Task prompt ▸ All entries below are to be retyped in full, precisely as they appear.

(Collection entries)
= = = = = = =
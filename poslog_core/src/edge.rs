//! Latched edge detection for the four watched channels.
//!
//! Each channel kind (digital-in, digital-out, analog-in, analog-out)
//! carries one `EdgeState` for the whole session. The evaluation
//! functions are pure: they take the state by value and return the next
//! one, so a caller can decline to commit it when the triggered log
//! attempt fails.

use crate::error::LogError;

/// Which digital level counts as "log now".
#[derive(Debug, Clone, Copy, PartialEq, Eq, Default)]
pub enum TriggerLogic {
    #[default]
    ActiveHigh,
    ActiveLow,
}

/// Direction of the analog on-comparison. The off-comparison is always
/// the complement.
#[derive(Debug, Clone, Copy, PartialEq, Eq, Default)]
pub enum Comparator {
    #[default]
    GreaterThan,
    LessThan,
}

impl Comparator {
    pub fn symbol(self) -> &'static str {
        match self {
            Comparator::GreaterThan => ">",
            Comparator::LessThan => "<",
        }
    }
}

/// One watched boolean line.
#[derive(Debug, Clone, Copy, PartialEq, Eq)]
pub struct DigitalChannelCfg {
    pub index: usize,
    pub enabled: bool,
    pub logic: TriggerLogic,
}

/// One watched analog line with on/off thresholds.
#[derive(Debug, Clone, Copy, PartialEq)]
pub struct AnalogChannelCfg {
    pub index: usize,
    pub enabled: bool,
    pub on_threshold: f64,
    pub off_threshold: f64,
    pub on_comparator: Comparator,
}

impl AnalogChannelCfg {
    /// Thresholds must be ordered with the comparator direction, or the
    /// latch could never clear once set.
    pub fn thresholds_consistent(&self) -> bool {
        match self.on_comparator {
            Comparator::GreaterThan => self.on_threshold > self.off_threshold,
            Comparator::LessThan => self.on_threshold < self.off_threshold,
        }
    }
}

/// Per-channel memory of whether the channel is currently in the logged
/// state. Prevents re-firing until the value returns to the opposite
/// state.
#[derive(Debug, Clone, Copy, PartialEq, Eq, Default)]
pub struct EdgeState {
    pub latched: bool,
}

impl EdgeState {
    const CLEAR: EdgeState = EdgeState { latched: false };
    const LATCHED: EdgeState = EdgeState { latched: true };
}

/// Evaluate one digital sample.
///
/// Fires exactly on the transition into the logged state while the
/// channel is enabled. Returning to the opposite state only clears the
/// latch; a disabled channel never latches, so enabling it while the
/// condition already holds fires on the next sample.
pub fn evaluate_digital(
    value: bool,
    cfg: &DigitalChannelCfg,
    state: EdgeState,
) -> (bool, EdgeState) {
    let in_logged_state = value == (cfg.logic == TriggerLogic::ActiveHigh);
    if in_logged_state {
        if cfg.enabled && !state.latched {
            (true, EdgeState::LATCHED)
        } else {
            (false, state)
        }
    } else {
        (false, EdgeState::CLEAR)
    }
}

/// Evaluate one analog sample against the on/off thresholds.
///
/// A misordered threshold pair is a configuration error on every sample
/// and never fires, enabled or not. Otherwise the channel latches (and
/// fires, when enabled) once the value strictly satisfies the
/// on-comparator, and clears once it strictly satisfies the complement
/// against the off threshold.
pub fn evaluate_analog(
    value: f64,
    cfg: &AnalogChannelCfg,
    state: EdgeState,
) -> Result<(bool, EdgeState), LogError> {
    if !cfg.thresholds_consistent() {
        return Err(LogError::ChannelMisconfigured {
            comparator: cfg.on_comparator.symbol(),
        });
    }
    let on = match cfg.on_comparator {
        Comparator::GreaterThan => value > cfg.on_threshold,
        Comparator::LessThan => value < cfg.on_threshold,
    };
    let off = match cfg.on_comparator {
        Comparator::GreaterThan => value < cfg.off_threshold,
        Comparator::LessThan => value > cfg.off_threshold,
    };
    if !state.latched && on {
        if cfg.enabled {
            Ok((true, EdgeState::LATCHED))
        } else {
            Ok((false, state))
        }
    } else if state.latched && off {
        Ok((false, EdgeState::CLEAR))
    } else {
        Ok((false, state))
    }
}

#[cfg(test)]
mod tests {
    use super::*;

    fn digital_cfg(logic: TriggerLogic) -> DigitalChannelCfg {
        DigitalChannelCfg {
            index: 0,
            enabled: true,
            logic,
        }
    }

    #[test]
    fn digital_fires_once_per_rising_edge() {
        let cfg = digital_cfg(TriggerLogic::ActiveHigh);
        let mut state = EdgeState::default();
        let mut fires = 0;
        for v in [false, true, true, true, false, true] {
            let (fire, next) = evaluate_digital(v, &cfg, state);
            state = next;
            fires += u32::from(fire);
        }
        assert_eq!(fires, 2);
    }

    #[test]
    fn digital_active_low_inverts_sense() {
        let cfg = digital_cfg(TriggerLogic::ActiveLow);
        let mut state = EdgeState::default();
        let (fire, next) = evaluate_digital(false, &cfg, state);
        assert!(fire);
        state = next;
        let (fire, _) = evaluate_digital(false, &cfg, state);
        assert!(!fire, "held value must not re-fire");
    }

    #[test]
    fn disabled_digital_never_latches() {
        let mut cfg = digital_cfg(TriggerLogic::ActiveHigh);
        cfg.enabled = false;
        let (fire, state) = evaluate_digital(true, &cfg, EdgeState::default());
        assert!(!fire);
        assert!(!state.latched);
        // Enabling while the condition still holds fires immediately.
        cfg.enabled = true;
        let (fire, _) = evaluate_digital(true, &cfg, state);
        assert!(fire);
    }

    #[test]
    fn analog_band_requires_off_crossing_to_rearm() {
        let cfg = AnalogChannelCfg {
            index: 0,
            enabled: true,
            on_threshold: 5.0,
            off_threshold: 2.0,
            on_comparator: Comparator::GreaterThan,
        };
        let mut state = EdgeState::default();
        let mut fires = 0;
        // Drops to 3.0 (between thresholds) must not re-arm.
        for v in [1.0, 6.0, 3.0, 6.0, 1.0, 7.0] {
            let (fire, next) = evaluate_analog(v, &cfg, state).unwrap();
            state = next;
            fires += u32::from(fire);
        }
        assert_eq!(fires, 2);
    }

    #[test]
    fn analog_less_than_mirrors_greater_than() {
        let cfg = AnalogChannelCfg {
            index: 0,
            enabled: true,
            on_threshold: 2.0,
            off_threshold: 5.0,
            on_comparator: Comparator::LessThan,
        };
        let mut state = EdgeState::default();
        let mut fires = 0;
        for v in [9.0, 1.0, 1.0, 9.0, 1.0] {
            let (fire, next) = evaluate_analog(v, &cfg, state).unwrap();
            state = next;
            fires += u32::from(fire);
        }
        assert_eq!(fires, 2);
    }

    #[test]
    fn misconfigured_analog_reports_and_never_fires() {
        let cfg = AnalogChannelCfg {
            index: 0,
            enabled: true,
            on_threshold: 2.0,
            off_threshold: 5.0,
            on_comparator: Comparator::GreaterThan,
        };
        for v in [0.0, 3.0, 10.0] {
            let err = evaluate_analog(v, &cfg, EdgeState::default()).unwrap_err();
            assert!(matches!(err, LogError::ChannelMisconfigured { .. }));
        }
    }
}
= = = = = = =
Response to the exercise ▸
filename poslog_core/src/edge.rs
//! Latched edge detection for the four watched channels.
//!
//! Each channel kind (digital-in, digital-out, analog-in, analog-out)
//! carries one `EdgeState` for the whole session. The evaluation
//! functions are pure: they take the state by value and return the next
//! one, so a caller can decline to commit it when the triggered log
//! attempt fails.

use crate::error::LogError;

/// Which digital level counts as "log now".
#[derive(Debug, Clone, Copy, PartialEq, Eq, Default)]
pub enum TriggerLogic {
    #[default]
    ActiveHigh,
    ActiveLow,
}

/// Direction of the analog on-comparison. The off-comparison is always
/// the complement.
#[derive(Debug, Clone, Copy, PartialEq, Eq, Default)]
pub enum Comparator {
    #[default]
    GreaterThan,
    LessThan,
}

impl Comparator {
    pub fn symbol(self) -> &'static str {
        match self {
            Comparator::GreaterThan => ">",
            Comparator::LessThan => "<",
        }
    }
}

/// One watched boolean line.
#[derive(Debug, Clone, Copy, PartialEq, Eq)]
pub struct DigitalChannelCfg {
    pub index: usize,
    pub enabled: bool,
    pub logic: TriggerLogic,
}

/// One watched analog line with on/off thresholds.
#[derive(Debug, Clone, Copy, PartialEq)]
pub struct AnalogChannelCfg {
    pub index: usize,
    pub enabled: bool,
    pub on_threshold: f64,
    pub off_threshold: f64,
    pub on_comparator: Comparator,
}

impl AnalogChannelCfg {
    /// Thresholds must be ordered with the comparator direction, or the
    /// latch could never clear once set.
    pub fn thresholds_consistent(&self) -> bool {
        match self.on_comparator {
            Comparator::GreaterThan => self.on_threshold > self.off_threshold,
            Comparator::LessThan => self.on_threshold < self.off_threshold,
        }
    }
}

/// Per-channel memory of whether the channel is currently in the logged
/// state. Prevents re-firing until the value returns to the opposite
/// state.
#[derive(Debug, Clone, Copy, PartialEq, Eq, Default)]
pub struct EdgeState {
    pub latched: bool,
}

impl EdgeState {
    const CLEAR: EdgeState = EdgeState { latched: false };
    const LATCHED: EdgeState = EdgeState { latched: true };
}

/// Evaluate one digital sample.
///
/// Fires exactly on the transition into the logged state while the
/// channel is enabled. Returning to the opposite state only clears the
/// latch; a disabled channel never latches, so enabling it while the
/// condition already holds fires on the next sample.
pub fn evaluate_digital(
    value: bool,
    cfg: &DigitalChannelCfg,
    state: EdgeState,
) -> (bool, EdgeState) {
    let in_logged_state = value == (cfg.logic == TriggerLogic::ActiveHigh);
    if in_logged_state {
        if cfg.enabled && !state.latched {
            (true, EdgeState::LATCHED)
        } else {
            (false, state)
        }
    } else {
        (false, EdgeState::CLEAR)
    }
}

/// Evaluate one analog sample against the on/off thresholds.
///
/// A misordered threshold pair is a configuration error on every sample
/// and never fires, enabled or not. Otherwise the channel latches (and
/// fires, when enabled) once the value strictly satisfies the
/// on-comparator, and clears once it strictly satisfies the complement
/// against the off threshold.
pub fn evaluate_analog(
    value: f64,
    cfg: &AnalogChannelCfg,
    state: EdgeState,
) -> Result<(bool, EdgeState), LogError> {
    if !cfg.thresholds_consistent() {
        return Err(LogError::ChannelMisconfigured {
            comparator: cfg.on_comparator.symbol(),
        });
    }
    let on = match cfg.on_comparator {
        Comparator::GreaterThan => value > cfg.on_threshold,
        Comparator::LessThan => value < cfg.on_threshold,
    };
    let off = match cfg.on_comparator {
        Comparator::GreaterThan => value < cfg.off_threshold,
        Comparator::LessThan => value > cfg.off_threshold,
    };
    if !state.latched && on {
        if cfg.enabled {
            Ok((true, EdgeState::LATCHED))
        } else {
            Ok((false, state))
        }
    } else if state.latched && off {
        Ok((false, EdgeState::CLEAR))
    } else {
        Ok((false, state))
    }
}

#[cfg(test)]
mod tests {
    use super::*;

    fn digital_cfg(logic: TriggerLogic) -> DigitalChannelCfg {
        DigitalChannelCfg {
            index: 0,
            enabled: true,
            logic,
        }
    }

    #[test]
    fn digital_fires_once_per_rising_edge() {
        let cfg = digital_cfg(TriggerLogic::ActiveHigh);
        let mut state = EdgeState::default();
        let mut fires = 0;
        for v in [false, true, true, true, false, true] {
            let (fire, next) = evaluate_digital(v, &cfg, state);
            state = next;
            fires += u32::from(fire);
        }
        assert_eq!(fires, 2);
    }

    #[test]
    fn digital_active_low_inverts_sense() {
        let cfg = digital_cfg(TriggerLogic::ActiveLow);
        let mut state = EdgeState::default();
        let (fire, next) = evaluate_digital(false, &cfg, state);
        assert!(fire);
        state = next;
        let (fire, _) = evaluate_digital(false, &cfg, state);
        assert!(!fire, "held value must not re-fire");
    }

    #[test]
    fn disabled_digital_never_latches() {
        let mut cfg = digital_cfg(TriggerLogic::ActiveHigh);
        cfg.enabled = false;
        let (fire, state) = evaluate_digital(true, &cfg, EdgeState::default());
        assert!(!fire);
        assert!(!state.latched);
        // Enabling while the condition still holds fires immediately.
        cfg.enabled = true;
        let (fire, _) = evaluate_digital(true, &cfg, state);
        assert!(fire);
    }

    #[test]
    fn analog_band_requires_off_crossing_to_rearm() {
        let cfg = AnalogChannelCfg {
            index: 0,
            enabled: true,
            on_threshold: 5.0,
            off_threshold: 2.0,
            on_comparator: Comparator::GreaterThan,
        };
        let mut state = EdgeState::default();
        let mut fires = 0;
        // Drops to 3.0 (between thresholds) must not re-arm.
        for v in [1.0, 6.0, 3.0, 6.0, 1.0, 7.0] {
            let (fire, next) = evaluate_analog(v, &cfg, state).unwrap();
            state = next;
            fires += u32::from(fire);
        }
        assert_eq!(fires, 2);
    }

    #[test]
    fn analog_less_than_mirrors_greater_than() {
        let cfg = AnalogChannelCfg {
            index: 0,
            enabled: true,
            on_threshold: 2.0,
            off_threshold: 5.0,
            on_comparator: Comparator::LessThan,
        };
        let mut state = EdgeState::default();
        let mut fires = 0;
        for v in [9.0, 1.0, 1.0, 9.0, 1.0] {
            let (fire, next) = evaluate_analog(v, &cfg, state).unwrap();
            state = next;
            fires += u32::from(fire);
        }
        assert_eq!(fires, 2);
    }

    #[test]
    fn misconfigured_analog_reports_and_never_fires() {
        let cfg = AnalogChannelCfg {
            index: 0,
            enabled: true,
            on_threshold: 2.0,
            off_threshold: 5.0,
            on_comparator: Comparator::GreaterThan,
        };
        for v in [0.0, 3.0, 10.0] {
            let err = evaluate_analog(v, &cfg, EdgeState::default()).unwrap_err();
            assert!(matches!(err, LogError::ChannelMisconfigured { .. }));
        }
    }
}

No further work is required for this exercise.